Work required: Where the line with "wholesale catalog replacements." appears below, start writing out lines exactly, and finish with the line with "survives catalog swaps.", which is included; write out nothing else.

Dataset records:
//! Catalog replacement.

use sauco_domain::Catalog;

use crate::{
    storage::{CatalogUpload, Dataset},
    ValidationError,
};

/// Column every catalog upload must provide.
pub const PRODUCT_COLUMN: &str = "Producto";

/// Validates and applies wholesale catalog replacements.
pub struct CatalogService;

impl CatalogService {
    /// Replaces the dataset's catalog with the uploaded one. The movement
    /// ledger is never touched; history survives catalog swaps.
    pub fn replace(dataset: &mut Dataset, upload: CatalogUpload) -> Result<(), ValidationError> {
        if !upload.has_column(PRODUCT_COLUMN) {
            return Err(ValidationError::MissingColumn(PRODUCT_COLUMN));
        }
        dataset.catalog = Catalog::new(upload.products);
        tracing::info!(products = dataset.catalog.len(), "catalog replaced");
        Ok(())
    }
}
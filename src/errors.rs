use sauco_core::{CoreError, StoreError, ValidationError};
use thiserror::Error;

use crate::config::ConfigError;

/// User-facing error wrapper for CLI operations.
#[derive(Error, Debug)]
pub enum AppError {
    #[error(transparent)]
    Core(#[from] CoreError),
    #[error("Configuration error: {0}")]
    Config(String),
    #[error("Invalid input: {0}")]
    Input(String),
    #[error("{0}")]
    Usage(String),
}

impl From<StoreError> for AppError {
    fn from(err: StoreError) -> Self {
        AppError::Core(CoreError::from(err))
    }
}

impl From<ValidationError> for AppError {
    fn from(err: ValidationError) -> Self {
        AppError::Core(CoreError::from(err))
    }
}

impl From<ConfigError> for AppError {
    fn from(err: ConfigError) -> Self {
        AppError::Config(err.to_string())
    }
}

impl From<dialoguer::Error> for AppError {
    fn from(err: dialoguer::Error) -> Self {
        AppError::Input(err.to_string())
    }
}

The completed task:
/// Validates and applies wholesale catalog replacements.
pub struct CatalogService;

impl CatalogService {
    /// Replaces the dataset's catalog with the uploaded one. The movement
    /// ledger is never touched; history survives catalog swaps.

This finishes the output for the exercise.